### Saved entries
---------------

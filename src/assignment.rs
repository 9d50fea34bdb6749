//! Load balanced assignment of the global tree to ranks.
//!
//! Ranks receive contiguous ranges of leaves along the space filling curve.
//! The cut between rank `r - 1` and rank `r` is placed at the leaf boundary
//! whose particle prefix sum is closest to `total * r / R`. Every rank
//! computes the assignment from the same global counts and obtains the same
//! result.

use crate::error::{DomainError, Result};
use crate::octree::{find_leaf, num_leaves};
use crate::sfc::SfcKey;

/// Contiguous ranges of leaves and keys owned by each rank.
#[derive(Debug, Clone, PartialEq, Eq)]
pub struct SpaceCurveAssignment<K: SfcKey> {
    /// Leaf index boundaries, `num_ranks + 1` entries.
    leaf_offsets: Vec<usize>,
    /// Key boundaries, `num_ranks + 1` entries.
    keys: Vec<K>,
    /// Particle count of each rank.
    counts: Vec<u64>,
}

/// Split the leaves of `tree` into `num_ranks` ranges of similar particle count.
///
/// Cuts equidistant from two leaf boundaries go to the earlier boundary.
/// Every rank receives at least one leaf.
pub fn compute_assignment<K: SfcKey>(
    tree: &[K],
    counts: &[u64],
    num_ranks: usize,
) -> Result<SpaceCurveAssignment<K>> {
    let n_leaves = num_leaves(tree);
    debug_assert_eq!(counts.len(), n_leaves);
    if num_ranks == 0 || num_ranks > n_leaves {
        return Err(DomainError::AssignmentMismatch {
            ranks: num_ranks,
            leaves: n_leaves,
        });
    }

    let mut prefix = Vec::with_capacity(n_leaves + 1);
    prefix.push(0u64);
    for &count in counts {
        prefix.push(prefix[prefix.len() - 1] + count);
    }
    let total = prefix[n_leaves];

    let mut leaf_offsets = Vec::with_capacity(num_ranks + 1);
    leaf_offsets.push(0);
    for rank in 1..num_ranks {
        let target = (total as u128 * rank as u128 / num_ranks as u128) as u64;

        // First boundary at or after the target and its predecessor.
        let after = prefix.partition_point(|&value| value < target);
        let mut cut = after;
        if after > 0 && target - prefix[after - 1] <= prefix[after] - target {
            cut = after - 1;
        }

        // Leave at least one leaf for this rank and every following one.
        let previous = leaf_offsets[rank - 1];
        let cut = cut.max(previous + 1).min(n_leaves - (num_ranks - rank));
        leaf_offsets.push(cut);
    }
    leaf_offsets.push(n_leaves);

    let keys = leaf_offsets.iter().map(|&offset| tree[offset]).collect();
    let counts = leaf_offsets
        .windows(2)
        .map(|pair| prefix[pair[1]] - prefix[pair[0]])
        .collect();

    Ok(SpaceCurveAssignment {
        leaf_offsets,
        keys,
        counts,
    })
}

impl<K: SfcKey> SpaceCurveAssignment<K> {
    /// Number of ranks.
    pub fn num_ranks(&self) -> usize {
        self.counts.len()
    }

    /// First leaf index of `rank`.
    pub fn start_index(&self, rank: usize) -> usize {
        self.leaf_offsets[rank]
    }

    /// One past the last leaf index of `rank`.
    pub fn end_index(&self, rank: usize) -> usize {
        self.leaf_offsets[rank + 1]
    }

    /// Leaf index range of `rank`.
    pub fn leaf_range(&self, rank: usize) -> std::ops::Range<usize> {
        self.start_index(rank)..self.end_index(rank)
    }

    /// Number of leaves of `rank`.
    pub fn num_leaves(&self, rank: usize) -> usize {
        self.end_index(rank) - self.start_index(rank)
    }

    /// First key of `rank`.
    pub fn first_key(&self, rank: usize) -> K {
        self.keys[rank]
    }

    /// One past the last key of `rank`.
    pub fn last_key(&self, rank: usize) -> K {
        self.keys[rank + 1]
    }

    /// Key range `[first, last)` of `rank`.
    pub fn key_range(&self, rank: usize) -> (K, K) {
        (self.first_key(rank), self.last_key(rank))
    }

    /// Particles assigned to `rank`.
    pub fn num_particles(&self, rank: usize) -> u64 {
        self.counts[rank]
    }

    /// Particles over all ranks.
    pub fn total_particles(&self) -> u64 {
        self.counts.iter().sum()
    }

    /// First key of every rank, `num_ranks` entries.
    pub fn rank_start_keys(&self) -> &[K] {
        &self.keys[..self.num_ranks()]
    }

    /// Rank owning `key`.
    pub fn find_rank(&self, key: K) -> usize {
        find_leaf(&self.keys, key).min(self.num_ranks() - 1)
    }
}
//! Utility routines.

use itertools::Itertools;
use rand::{Rng, SeedableRng};
use rand_chacha::ChaCha8Rng;

use crate::geometry::DomainBox;
use crate::sfc::{CurveKind, SfcKey};

/// Count how many elements of a sorted sequence fall into each bin.
///
/// Bin `j` is the half open interval `[bins[j], bins[j + 1])`, the last bin
/// is unbounded above. Both sequences must be sorted and no element may be
/// smaller than `bins[0]`. As the elements are sorted, the counts fully
/// determine which element goes into which bin.
pub fn sort_to_bins<T: Ord>(sorted_keys: &[T], bins: &[T]) -> Vec<usize> {
    debug_assert!(match (bins.first(), sorted_keys.first()) {
        (Some(bin), Some(key)) => bin <= key,
        _ => true,
    });

    // Each bin ends where the next one starts. The last bin takes everything else.
    let ends = bins
        .iter()
        .skip(1)
        .map(|bin| sorted_keys.partition_point(|key| key < bin))
        .chain(std::iter::once(sorted_keys.len()))
        .collect_vec();

    let mut start = 0;
    ends.into_iter()
        .map(|end| {
            let count = end - start;
            start = end;
            count
        })
        .collect()
}

/// Exclusive prefix sum of counts.
///
/// The counts `[3, 4, 5]` give the offsets `[0, 3, 7]`.
pub fn displacements(counts: &[usize]) -> Vec<usize> {
    counts
        .iter()
        .scan(0, |acc, &x| {
            let tmp = *acc;
            *acc += x;
            Some(tmp)
        })
        .collect()
}

/// Deterministic random number generator for tests and demos.
pub fn seeded_rng(seed: usize) -> ChaCha8Rng {
    ChaCha8Rng::seed_from_u64(seed as u64)
}

/// Generate random Morton keys for testing.
pub fn generate_random_keys<K: SfcKey, R: Rng>(nkeys: usize, rng: &mut R) -> Vec<K> {
    let cells = 1u32 << K::MAX_LEVEL;
    (0..nkeys)
        .map(|_| {
            CurveKind::Morton.encode([
                rng.gen_range(0..cells),
                rng.gen_range(0..cells),
                rng.gen_range(0..cells),
            ])
        })
        .collect()
}

/// Generate uniformly distributed random points inside a box for testing.
///
/// Returns the coordinate arrays `[x, y, z]`.
pub fn generate_random_points<R: Rng>(
    npoints: usize,
    domain_box: &DomainBox,
    rng: &mut R,
) -> [Vec<f64>; 3] {
    let (lo, hi) = (domain_box.lo(), domain_box.hi());
    let mut coords = [
        Vec::with_capacity(npoints),
        Vec::with_capacity(npoints),
        Vec::with_capacity(npoints),
    ];

    for _ in 0..npoints {
        for (axis, values) in coords.iter_mut().enumerate() {
            values.push(rng.gen_range(lo[axis]..hi[axis]));
        }
    }

    coords
}

/// Euclidean distance of two points, honoring periodic axes of the box.
pub fn point_distance(domain_box: &DomainBox, a: [f64; 3], b: [f64; 3]) -> f64 {
    let delta = domain_box.periodic_distance(a, b);
    delta.iter().map(|d| d * d).sum::<f64>().sqrt()
}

---------------

### Assigned task
Where the word "SpaceCurveAssignment" shows up in a line of the entries above, copy that line.

### Response to the exercise
pub struct SpaceCurveAssignment<K: SfcKey> {
) -> Result<SpaceCurveAssignment<K>> {
    Ok(SpaceCurveAssignment {
impl<K: SfcKey> SpaceCurveAssignment<K> {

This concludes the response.